#### WORK INSTRUCTIONS:
Within the listing below, how many lines feature the word "background"? Reply with only that number.

#### RECORDS SHOWN:
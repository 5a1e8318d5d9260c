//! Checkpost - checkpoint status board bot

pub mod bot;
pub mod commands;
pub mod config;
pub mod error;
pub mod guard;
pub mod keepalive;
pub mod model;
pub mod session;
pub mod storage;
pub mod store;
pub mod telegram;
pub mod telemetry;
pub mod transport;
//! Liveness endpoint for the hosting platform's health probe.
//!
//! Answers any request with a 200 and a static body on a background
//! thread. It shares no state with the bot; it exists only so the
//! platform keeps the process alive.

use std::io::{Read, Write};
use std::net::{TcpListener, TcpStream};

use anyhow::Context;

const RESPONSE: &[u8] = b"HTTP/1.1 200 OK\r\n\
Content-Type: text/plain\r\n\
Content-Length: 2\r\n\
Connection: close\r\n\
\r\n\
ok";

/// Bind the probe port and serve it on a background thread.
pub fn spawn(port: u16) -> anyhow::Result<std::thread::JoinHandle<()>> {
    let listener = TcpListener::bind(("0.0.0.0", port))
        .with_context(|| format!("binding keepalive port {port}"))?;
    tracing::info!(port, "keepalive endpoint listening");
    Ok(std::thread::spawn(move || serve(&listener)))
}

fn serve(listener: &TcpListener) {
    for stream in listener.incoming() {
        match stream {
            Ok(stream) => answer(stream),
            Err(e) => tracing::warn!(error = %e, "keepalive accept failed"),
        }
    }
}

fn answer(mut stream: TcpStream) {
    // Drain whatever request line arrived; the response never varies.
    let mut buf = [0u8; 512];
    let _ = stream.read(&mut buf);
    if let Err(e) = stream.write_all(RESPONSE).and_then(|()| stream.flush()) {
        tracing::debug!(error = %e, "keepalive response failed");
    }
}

#### SOLUTION TO THIS TASK:
2